NEA-NH President, Megan Tuttle, testified along with scores of others during the State House Public Hearing on the Effects of the Continuing Resolution (for the Budget) on the Department of Education. Her comments appear below.
“Good morning. My name is Megan Tuttle and I am president of NEA-New Hampshire.
As the school year begins again, our members are back at work making sure the success story that is within every child has a chance to be discovered and come to life.
Our public schools instill and nurture a great sense of community, offer a wide array of educational choices, have a deep commitment to success of all our students, and consistently rank among the best in the country. New Hampshire’s educators are dedicated professionals – more than two-thirds of our classroom teachers have obtained their master’s degree or beyond.
Our members can be found in almost every community across the state. NEA-NH represents 12 in every 100 Granite Staters and one in every 39 voters come from an NEA-NH household. This state’s educators are trusted and powerful voices in our community.
Make no mistake – Governor Sununu’s veto is his education plan for New Hampshire. Namely, to continue to cut and underfund public education while propping up large out-of-state corporations with tax breaks they did not ask for.
Governor Sununu is manufacturing a crisis. We have children sitting in classrooms right now and educators working in schools with districts not knowing how much aid they will receive from the state.
Chris Sununu promised to be the education governor while campaigning. A promise he has broken many, many times now.
Since taking office he has done everything in his power to curry the favor of wealthy CEO’s and balance the state budget on the backs of our public-school children and property taxpayers.
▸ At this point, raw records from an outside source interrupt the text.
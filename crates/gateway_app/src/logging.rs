//! Logging initialization for the gateway binary.
//!
//! Logs go to the terminal, to a file (default `./gateway.log`), or both.

use std::fs::File;
use std::path::Path;

use log::LevelFilter;
use serde::{Deserialize, Serialize};
use simplelog::{
    ColorChoice, CombinedLogger, Config, ConfigBuilder, SharedLogger, TermLogger, TerminalMode,
    WriteLogger,
};

/// Destination for log output.
#[derive(Debug, Clone, Copy, PartialEq, Eq, Serialize, Deserialize)]
pub enum LogDestination {
    /// Write to the log file only.
    File,
    /// Write to terminal (stdout).
    Terminal,
    /// Write to both file and terminal.
    Both,
}

/// Initialize the logger with the specified destination.
///
/// A log file that cannot be created is reported on stderr and skipped.
pub fn initialize(destination: LogDestination, level: LevelFilter, log_path: &Path) {
    let config = build_config();

    let loggers: Vec<Box<dyn SharedLogger>> = match destination {
        LogDestination::File => {
            if let Some(file_logger) = create_file_logger(level, config, log_path) {
                vec![file_logger]
            } else {
                return;
            }
        }
        LogDestination::Terminal => {
            vec![TermLogger::new(
                level,
                config,
                TerminalMode::Mixed,
                ColorChoice::Auto,
            )]
        }
        LogDestination::Both => {
            let mut loggers: Vec<Box<dyn SharedLogger>> = vec![TermLogger::new(
                level,
                config.clone(),
                TerminalMode::Mixed,
                ColorChoice::Auto,
            )];
            if let Some(file_logger) = create_file_logger(level, config, log_path) {
                loggers.push(file_logger);
            }
            loggers
        }
    };

    let _ = CombinedLogger::init(loggers);
}

fn build_config() -> Config {
    ConfigBuilder::new()
        .set_time_format_rfc3339()
        .set_target_level(LevelFilter::Error)
        .build()
}

fn create_file_logger(
    level: LevelFilter,
    config: Config,
    log_path: &Path,
) -> Option<Box<WriteLogger<File>>> {
    match File::create(log_path) {
        Ok(file) => Some(WriteLogger::new(level, config, file)),
        Err(err) => {
            eprintln!("Warning: Could not create log file at {:?}: {}", log_path, err);
            None
        }
    }
}
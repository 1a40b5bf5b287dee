//! Byte links to the terminal: a serial port or a single TCP client.

use std::io::{self, Read, Write};
use std::net::{SocketAddr, TcpListener, TcpStream};
use std::time::Duration;

use gateway_logging::{gateway_info, gateway_warn};

#[derive(Debug, thiserror::Error)]
pub enum TransportError {
    #[error("serial port error: {0}")]
    Serial(#[from] serialport::Error),
    #[error("io error: {0}")]
    Io(#[from] io::Error),
    #[error("terminal disconnected")]
    Disconnected,
}

/// A duplex byte stream with short, bounded reads.
pub trait Transport {
    /// Reads whatever is available, waiting at most the poll timeout.
    /// Returns `Ok(0)` when nothing arrived in time.
    fn read(&mut self, buf: &mut [u8]) -> Result<usize, TransportError>;

    fn write_all(&mut self, bytes: &[u8]) -> Result<(), TransportError>;
}

pub struct SerialTransport {
    port: Box<dyn serialport::SerialPort>,
}

impl SerialTransport {
    /// Opens the device with DTR and RTS asserted, which most terminals need
    /// before they will talk.
    pub fn open(path: &str, baud_rate: u32, poll_timeout: Duration) -> Result<Self, TransportError> {
        let mut port = serialport::new(path, baud_rate).timeout(poll_timeout).open()?;
        port.write_data_terminal_ready(true)?;
        port.write_request_to_send(true)?;
        gateway_info!("Opened serial port {} at {} baud", path, baud_rate);
        Ok(Self { port })
    }
}

impl Transport for SerialTransport {
    fn read(&mut self, buf: &mut [u8]) -> Result<usize, TransportError> {
        match self.port.read(buf) {
            Ok(n) => Ok(n),
            Err(err) if is_timeout(&err) => Ok(0),
            Err(err) => Err(err.into()),
        }
    }

    fn write_all(&mut self, bytes: &[u8]) -> Result<(), TransportError> {
        self.port.write_all(bytes)?;
        self.port.flush()?;
        Ok(())
    }
}

/// Serves one terminal emulator at a time over TCP.
///
/// When the client goes away the next read reports [`TransportError::Disconnected`]
/// and the listener waits for someone else to dial in.
pub struct TcpTransport {
    listener: TcpListener,
    client: Option<TcpStream>,
    poll_timeout: Duration,
}

impl TcpTransport {
    pub fn bind(addr: &str, poll_timeout: Duration) -> Result<Self, TransportError> {
        let listener = TcpListener::bind(addr)?;
        listener.set_nonblocking(true)?;
        gateway_info!("Listening for terminals on {}", listener.local_addr()?);
        Ok(Self {
            listener,
            client: None,
            poll_timeout,
        })
    }

    pub fn local_addr(&self) -> Result<SocketAddr, TransportError> {
        Ok(self.listener.local_addr()?)
    }

    fn accept(&mut self) -> Result<bool, TransportError> {
        match self.listener.accept() {
            Ok((stream, peer)) => {
                stream.set_nonblocking(false)?;
                stream.set_read_timeout(Some(self.poll_timeout))?;
                stream.set_nodelay(true)?;
                gateway_info!("Terminal connected from {}", peer);
                self.client = Some(stream);
                Ok(true)
            }
            Err(err) if err.kind() == io::ErrorKind::WouldBlock => {
                std::thread::sleep(self.poll_timeout);
                Ok(false)
            }
            Err(err) => Err(err.into()),
        }
    }
}

impl Transport for TcpTransport {
    fn read(&mut self, buf: &mut [u8]) -> Result<usize, TransportError> {
        if self.client.is_none() && !self.accept()? {
            return Ok(0);
        }
        let Some(stream) = self.client.as_mut() else {
            return Ok(0);
        };
        match stream.read(buf) {
            Ok(0) => {
                self.client = None;
                Err(TransportError::Disconnected)
            }
            Ok(n) => Ok(n),
            Err(err) if is_timeout(&err) => Ok(0),
            Err(err) => {
                gateway_warn!("Dropping terminal after read error: {}", err);
                self.client = None;
                Err(TransportError::Disconnected)
            }
        }
    }

    fn write_all(&mut self, bytes: &[u8]) -> Result<(), TransportError> {
        let Some(stream) = self.client.as_mut() else {
            return Err(TransportError::Disconnected);
        };
        if let Err(err) = stream.write_all(bytes) {
            self.client = None;
            return Err(err.into());
        }
        Ok(())
    }
}

fn is_timeout(err: &io::Error) -> bool {
    matches!(
        err.kind(),
        io::ErrorKind::TimedOut | io::ErrorKind::WouldBlock
    )
}

#[cfg(test)]
mod tests {
    use super::*;

    #[test]
    fn tcp_client_round_trip_and_hangup() {
        let mut transport = TcpTransport::bind("127.0.0.1:0", Duration::from_millis(20)).unwrap();
        let addr = transport.local_addr().unwrap();
        let mut client = TcpStream::connect(addr).unwrap();
        client.write_all(b"AT\r").unwrap();

        let mut buf = [0u8; 100];
        let mut received = Vec::new();
        for _ in 0..100 {
            let n = transport.read(&mut buf).unwrap();
            received.extend_from_slice(&buf[..n]);
            if received.ends_with(b"\r") {
                break;
            }
        }
        assert_eq!(received, b"AT\r");

        transport.write_all(b"OK\r\n").unwrap();
        let mut reply = [0u8; 4];
        client.read_exact(&mut reply).unwrap();
        assert_eq!(&reply, b"OK\r\n");

        drop(client);
        let mut outcome = Ok(0);
        for _ in 0..100 {
            outcome = transport.read(&mut buf);
            if outcome.is_err() {
                break;
            }
        }
        assert!(matches!(outcome, Err(TransportError::Disconnected)));
    }

    #[test]
    fn reads_time_out_quietly_without_a_client() {
        let mut transport = TcpTransport::bind("127.0.0.1:0", Duration::from_millis(5)).unwrap();
        let mut buf = [0u8; 8];
        assert_eq!(transport.read(&mut buf).unwrap(), 0);
        assert!(matches!(
            transport.write_all(b"x"),
            Err(TransportError::Disconnected)
        ));
    }
}
use gateway_engine::{extract_links, ExtractedLink};
use pretty_assertions::assert_eq;
use scraper::Html;

const BASE: &str = "https://en.wikipedia.org/wiki/Main_Page";

fn links_of(html: &str) -> Vec<ExtractedLink> {
    extract_links(&Html::parse_document(html), BASE, 20)
}

#[test]
fn relative_links_resolve_against_the_page() {
    let links = links_of(r#"<a href="/wiki/Rust">Rust</a><a href="Ferris">Crab</a>"#);
    assert_eq!(
        links,
        vec![
            ExtractedLink {
                url: "https://en.wikipedia.org/wiki/Rust".to_string(),
                text: "Rust".to_string(),
            },
            ExtractedLink {
                url: "https://en.wikipedia.org/wiki/Ferris".to_string(),
                text: "Crab".to_string(),
            },
        ]
    );
}

#[test]
fn duplicates_keep_the_first_occurrence() {
    let links = links_of(
        r#"<a href="/a">First</a><a href="https://en.wikipedia.org/a">Again</a><a href="/b">B</a>"#,
    );
    let texts: Vec<_> = links.iter().map(|l| l.text.as_str()).collect();
    assert_eq!(texts, vec!["First", "B"]);
}

#[test]
fn dedupe_is_idempotent() {
    let html = r#"<a href="/x">X</a><a href="/y">Y</a><a href="/x">X2</a>"#;
    let once = links_of(html);
    let rebuilt: String = once
        .iter()
        .map(|l| format!("<a href=\"{}\">{}</a>", l.url, l.text))
        .collect();
    assert_eq!(links_of(&rebuilt), once);
}

#[test]
fn fragments_scripts_and_empty_hrefs_are_skipped() {
    let links = links_of(
        r##"<a href="#top">Top</a><a href="javascript:go()">Go</a><a href="">Empty</a><a>None</a><a href="/ok">Ok</a>"##,
    );
    assert_eq!(links.len(), 1);
    assert_eq!(links[0].url, "https://en.wikipedia.org/ok");
}

#[test]
fn empty_text_falls_back_to_href() {
    let links = links_of(r#"<a href="/img"><img src="x.png"></a>"#);
    assert_eq!(links[0].text, "/img");
}

#[test]
fn link_text_is_normalized_and_truncated() {
    let long = "word ".repeat(20);
    let links = links_of(&format!("<a href=\"/long\">\n  {long}\n</a>"));
    assert_eq!(links[0].text.chars().count(), 40);
    assert!(!links[0].text.contains("  "));
}

#[test]
fn cap_limits_results() {
    let html: String = (0..10).map(|i| format!("<a href=\"/{i}\">{i}</a>")).collect();
    let links = extract_links(&Html::parse_document(&html), BASE, 3);
    assert_eq!(links.len(), 3);
}
use std::fmt;

use url::Url;

/// Why a typed URL was rejected. `Display` output fits on one status line.
#[derive(Debug, Clone, PartialEq, Eq)]
pub enum UrlError {
    Empty,
    UnsupportedScheme(String),
    MissingHost,
    Malformed,
}

impl fmt::Display for UrlError {
    fn fmt(&self, f: &mut fmt::Formatter<'_>) -> fmt::Result {
        match self {
            UrlError::Empty => write!(f, "No URL entered"),
            UrlError::UnsupportedScheme(scheme) => {
                let scheme: String = scheme.chars().take(12).collect();
                write!(f, "Unsupported scheme {scheme}")
            }
            UrlError::MissingHost | UrlError::Malformed => write!(f, "Invalid URL format"),
        }
    }
}

/// Turns user input into a fetchable http(s) URL.
///
/// Input without a scheme gets `http://` prepended. The returned string is
/// the candidate as typed (plus the prefix), not the parser's normalized form,
/// so `example.com` becomes `http://example.com`.
pub fn validate_url(input: &str) -> Result<String, UrlError> {
    let input = input.trim();
    if input.is_empty() {
        return Err(UrlError::Empty);
    }

    let candidate = match explicit_scheme(input) {
        Some(scheme) if is_web_scheme(scheme) => input.to_string(),
        Some(scheme) => return Err(UrlError::UnsupportedScheme(scheme.to_ascii_lowercase())),
        None => format!("http://{input}"),
    };

    let parsed = Url::parse(&candidate).map_err(|_| UrlError::Malformed)?;
    if !is_web_scheme(parsed.scheme()) {
        return Err(UrlError::UnsupportedScheme(parsed.scheme().to_string()));
    }
    match parsed.host_str() {
        Some(host) if !host.is_empty() => Ok(candidate),
        _ => Err(UrlError::MissingHost),
    }
}

/// Resolves a feed or link target against the page it came from.
pub fn resolve_target(base: &str, target: &str) -> Option<String> {
    let target = target.trim();
    if target.is_empty() {
        return None;
    }
    if let Ok(url) = Url::parse(target) {
        return Some(url.into());
    }
    Url::parse(base)
        .and_then(|base| base.join(target))
        .ok()
        .map(Into::into)
}

fn is_web_scheme(scheme: &str) -> bool {
    scheme.eq_ignore_ascii_case("http") || scheme.eq_ignore_ascii_case("https")
}

/// Returns the scheme if `input` starts with one.
///
/// `host:port` forms (`localhost:8080`, `example.com:81/x`) are not schemes.
fn explicit_scheme(input: &str) -> Option<&str> {
    let (head, rest) = input.split_once(':')?;
    let mut chars = head.chars();
    let starts_alpha = chars.next().is_some_and(|c| c.is_ascii_alphabetic());
    let scheme_chars = chars.all(|c| c.is_ascii_alphanumeric() || matches!(c, '+' | '-' | '.'));
    if !starts_alpha || !scheme_chars {
        return None;
    }
    if rest.starts_with("//") {
        return Some(head);
    }
    if head.contains('.') || rest.starts_with(|c: char| c.is_ascii_digit()) {
        return None;
    }
    Some(head)
}
#![deny(missing_docs)]
//! Shared logging utilities for the gateway workspace.
//!
//! This crate provides the `gateway_*` logging macros used across the codebase
//! and a minimal test initializer for the global logger. Every record emitted
//! through the macros is prefixed with the current connection number so that a
//! log file spanning several dial-ins stays readable.

use std::cell::Cell;

thread_local! {
    /// Thread-local storage for the current connection number.
    static CONNECTION_ID: Cell<u64> = const { Cell::new(0) };
}

/// Sets the connection number for the current thread.
/// The polling loop calls this once per completed handshake.
pub fn set_connection_id(id: u64) {
    CONNECTION_ID.with(|v| v.set(id));
}

/// Retrieves the connection number for the current thread.
/// Returns 0 before the first handshake and on threads that never set it.
pub fn connection_id() -> u64 {
    CONNECTION_ID.with(|v| v.get())
}

/// Logs a trace-level message using the global logging facade.
#[macro_export]
macro_rules! gateway_trace {
    ($($arg:tt)*) => {{
        log::trace!("[conn {}] {}", $crate::connection_id(), format_args!($($arg)*));
    }};
}

/// Logs an info-level message using the global logging facade.
#[macro_export]
macro_rules! gateway_info {
    ($($arg:tt)*) => {{
        log::info!("[conn {}] {}", $crate::connection_id(), format_args!($($arg)*));
    }};
}

/// Logs a debug-level message using the global logging facade.
#[macro_export]
macro_rules! gateway_debug {
    ($($arg:tt)*) => {{
        log::debug!("[conn {}] {}", $crate::connection_id(), format_args!($($arg)*));
    }};
}

/// Logs a warn-level message using the global logging facade.
#[macro_export]
macro_rules! gateway_warn {
    ($($arg:tt)*) => {{
        log::warn!("[conn {}] {}", $crate::connection_id(), format_args!($($arg)*));
    }};
}

/// Logs an error-level message using the global logging facade.
#[macro_export]
macro_rules! gateway_error {
    ($($arg:tt)*) => {{
        log::error!("[conn {}] {}", $crate::connection_id(), format_args!($($arg)*));
    }};
}

/// Initializes a simple terminal logger for use in unit tests.
///
/// This safely no-ops if another logger has already been initialized.
pub fn initialize_for_tests() {
    use simplelog::{ColorChoice, CombinedLogger, Config, TermLogger, TerminalMode};

    // Use debug level in debug builds, info in release builds.
    let level = if cfg!(debug_assertions) {
        log::LevelFilter::Debug
    } else {
        log::LevelFilter::Info
    };

    // Ignore the error if a logger was already set by another test.
    let _ = CombinedLogger::init(vec![TermLogger::new(
        level,
        Config::default(),
        TerminalMode::Mixed,
        ColorChoice::Auto,
    )]);
}
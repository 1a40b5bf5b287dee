use std::sync::{
    atomic::{AtomicUsize, Ordering},
    Arc,
};
use std::time::Duration;

use futures_util::StreamExt;
use reqwest::header::{CONTENT_TYPE, USER_AGENT};
use reqwest::StatusCode;

use crate::{FailureKind, FetchError, FetchMetadata, FetchOutput};

pub const DEFAULT_USER_AGENT: &str = "GameCom/1.0 (Retro Browser)";

#[derive(Debug, Clone)]
pub struct FetchSettings {
    pub connect_timeout: Duration,
    pub request_timeout: Duration,
    pub redirect_limit: usize,
    pub max_bytes: u64,
    pub allowed_content_types: Vec<String>,
    pub user_agent: String,
}

impl Default for FetchSettings {
    fn default() -> Self {
        Self {
            connect_timeout: Duration::from_secs(10),
            request_timeout: Duration::from_secs(15),
            redirect_limit: 10,
            max_bytes: 2 * 1024 * 1024,
            allowed_content_types: vec![
                "text/html".to_string(),
                "application/xhtml+xml".to_string(),
                "text/plain".to_string(),
            ],
            user_agent: DEFAULT_USER_AGENT.to_string(),
        }
    }
}

impl FetchSettings {
    /// Settings for curated feeds, which get a shorter budget than pages.
    pub fn for_feeds() -> Self {
        Self {
            request_timeout: Duration::from_secs(10),
            ..Self::default()
        }
    }
}

#[async_trait::async_trait]
pub trait Fetcher: Send + Sync {
    async fn fetch(&self, url: &str) -> Result<FetchOutput, FetchError>;
}

#[derive(Debug, Clone)]
pub struct ReqwestFetcher {
    settings: FetchSettings,
}

impl ReqwestFetcher {
    pub fn new(settings: FetchSettings) -> Self {
        Self { settings }
    }

    fn build_client(&self, redirect_counter: Arc<AtomicUsize>) -> Result<reqwest::Client, FetchError> {
        let redirect_limit = self.settings.redirect_limit;
        let policy = reqwest::redirect::Policy::custom(move |attempt| {
            let count = attempt.previous().len();
            redirect_counter.store(count, Ordering::Relaxed);
            if count >= redirect_limit {
                attempt.error("redirect limit exceeded")
            } else {
                attempt.follow()
            }
        });

        reqwest::Client::builder()
            .connect_timeout(self.settings.connect_timeout)
            .timeout(self.settings.request_timeout)
            .redirect(policy)
            .build()
            .map_err(|err| FetchError::new(FailureKind::Network, err.to_string()))
    }

    fn is_content_type_allowed(&self, content_type: &str) -> bool {
        let ct = content_type.split(';').next().unwrap_or(content_type).trim();
        self.settings
            .allowed_content_types
            .iter()
            .any(|allowed| allowed.eq_ignore_ascii_case(ct))
    }

    fn too_large(&self, actual: u64) -> FetchError {
        FetchError::new(
            FailureKind::TooLarge {
                max_bytes: self.settings.max_bytes,
                actual: Some(actual),
            },
            "response too large",
        )
    }
}

#[async_trait::async_trait]
impl Fetcher for ReqwestFetcher {
    async fn fetch(&self, url: &str) -> Result<FetchOutput, FetchError> {
        let parsed = reqwest::Url::parse(url)
            .map_err(|err| FetchError::new(FailureKind::InvalidUrl, err.to_string()))?;
        let redirect_counter = Arc::new(AtomicUsize::new(0));
        let client = self.build_client(redirect_counter.clone())?;

        let response = client
            .get(parsed)
            .header(USER_AGENT, self.settings.user_agent.as_str())
            .send()
            .await
            .map_err(map_reqwest_error)?;

        // Only a plain 200 counts; anything else is reported with its code.
        let status = response.status();
        if status != StatusCode::OK {
            return Err(FetchError::new(
                FailureKind::HttpStatus(status.as_u16()),
                status.to_string(),
            ));
        }

        if let Some(content_len) = response.content_length() {
            if content_len > self.settings.max_bytes {
                return Err(self.too_large(content_len));
            }
        }

        let final_url = response.url().to_string();
        let content_type = response
            .headers()
            .get(CONTENT_TYPE)
            .and_then(|value| value.to_str().ok())
            .map(|value| value.to_string());

        if let Some(ct) = content_type.as_deref() {
            if !self.is_content_type_allowed(ct) {
                return Err(FetchError::new(
                    FailureKind::UnsupportedContentType {
                        content_type: ct.to_string(),
                    },
                    "unsupported content type",
                ));
            }
        }

        let mut bytes = Vec::new();
        let mut stream = response.bytes_stream();
        while let Some(chunk) = stream.next().await {
            let chunk = chunk.map_err(map_reqwest_error)?;
            let next_len = bytes.len() as u64 + chunk.len() as u64;
            if next_len > self.settings.max_bytes {
                return Err(self.too_large(next_len));
            }
            bytes.extend_from_slice(&chunk);
        }

        let metadata = FetchMetadata {
            original_url: url.to_string(),
            final_url,
            redirect_count: redirect_counter.load(Ordering::Relaxed),
            content_type,
            byte_len: bytes.len() as u64,
        };

        Ok(FetchOutput { bytes, metadata })
    }
}

fn map_reqwest_error(err: reqwest::Error) -> FetchError {
    if err.is_timeout() {
        return FetchError::new(FailureKind::Timeout, err.to_string());
    }
    if err.is_redirect() {
        return FetchError::new(FailureKind::RedirectLimitExceeded, err.to_string());
    }
    if err.is_connect() {
        return FetchError::new(FailureKind::Connect, err.to_string());
    }
    FetchError::new(FailureKind::Network, err.to_string())
}
use chardetng::EncodingDetector;
use encoding_rs::Encoding;

#[derive(Debug, Clone, PartialEq, Eq)]
pub struct DecodedHtml {
    pub html: String,
    pub encoding_label: String,
    /// Some byte sequences were invalid and replaced with U+FFFD.
    pub had_errors: bool,
}

/// Decode raw bytes into UTF-8 using: BOM -> Content-Type charset -> chardetng fallback.
///
/// Never fails: malformed sequences are replaced, and the caller decides
/// whether `had_errors` is worth logging.
pub fn decode_html(bytes: &[u8], content_type: Option<&str>) -> DecodedHtml {
    // 1) BOM aware decode using encoding_rs helper
    if let Some((encoding, _)) = Encoding::for_bom(bytes) {
        return decode_with(bytes, encoding);
    }

    // 2) Content-Type header charset
    if let Some(label) = content_type.and_then(extract_charset) {
        if let Some(enc) = Encoding::for_label(label.as_bytes()) {
            return decode_with(bytes, enc);
        }
    }

    // 3) chardetng detection (it also honors meta charset hints in the bytes)
    let mut detector = EncodingDetector::new();
    detector.feed(bytes, true);
    let enc = detector.guess(None, true);
    decode_with(bytes, enc)
}

fn extract_charset(content_type: &str) -> Option<String> {
    content_type.split(';').find_map(|part| {
        let (key, value) = part.split_once('=')?;
        key.trim()
            .eq_ignore_ascii_case("charset")
            .then(|| value.trim().trim_matches(['"', '\'']).to_string())
    })
}

fn decode_with(bytes: &[u8], enc: &'static Encoding) -> DecodedHtml {
    let (text, used, had_errors) = enc.decode(bytes);
    DecodedHtml {
        html: text.into_owned(),
        encoding_label: used.name().to_string(),
        had_errors,
    }
}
New Hampshire has failed to provide stable, equitable and truly adequate funding for our public schools for decades, as leaders like our Governor put rich corporations ahead of students and property taxpayers, and set education budgets without knowing how much it actually costs to educate kids.
As every parent and educator knows, the very last thing we should be doing is decreasing school funding. The most recent overviews of the research on education spending found that more money to schools consistently meant better outcomes for students — higher test scores, higher graduation rates, and sometimes even higher wages as adults. Our economy depends on a well-educated, high-quality workforce and that means investing in our students. Investments in students are investments in their future and ours.
This budget was a win for students, educators and property tax payers.
This budget would have helped us deal with many of the shortcomings that result from chronic underfunding. When kids enter school, they are not all at the same starting line. Each day, we try our best to bridge that gap. Funding helps.
As educators and parents, we believe teaching and caring for the whole child means a student:
• Enters school healthy and learns about and practices a healthy lifestyle.
• Learns in an environment that is physically and emotionally safe for students and adults.
• Engages in learning and is connected to the school and broader community.
• Gains access to personalized learning and is supported by qualified, caring adults.
• Is challenged academically and prepares for success in college or further study and for employment and participation in a global environment.
Our Governor’s preference for CEO’s over students made it exponentially more difficult for our schools to achieve these goals.
The growing crisis around students’ mental health, and the scarcity of available care, has long been a concern of many educators and health professionals, but funding to address this need is only now making its way into the legislative agenda. This budget would have had a positive impact on our ability to work with students. The Governor said corporations were more important.
Gov. Sununu said he vetoed the state’s proposed budget because of he favors supporting business tax policy for large, out-of-state corporations, and because he believes no one has sufficiently demonstrated how the budget’s education funding increases will directly “get more” for the state’s dollar.
Please hear my 17,000 members collectively asking “is he serious?”
Governor Sununu does not have to use his own money to purchase pens, paper and other supplies for his office.
He does not have to spend his own money to buy food for staff members who are homeless,
Or find ways for them to do their laundry so they don’t return day after day in the same unhealthy clothes.
Or start go fund me pages to buy jackets, mittens and boots because winter is coming,
Or find ways to ensure learning continues during extended absences because their living conditions are dependent on their caretaker’s incarceration or rehabilitation.
Vetoing this budget hurt kids and communities in a profound way.
We urge you to override this veto. And short of that, to replace as much education funding as you can.
Particularly in light of the fact that the state is now receiving a $46 million dollar grant for charter schools which could free up some money for public schools.
As educators, it is our duty to advocate on behalf of our students and their families. Be assured that we will remain active participants in the process that ultimately determines the funding that shapes our children’s future.”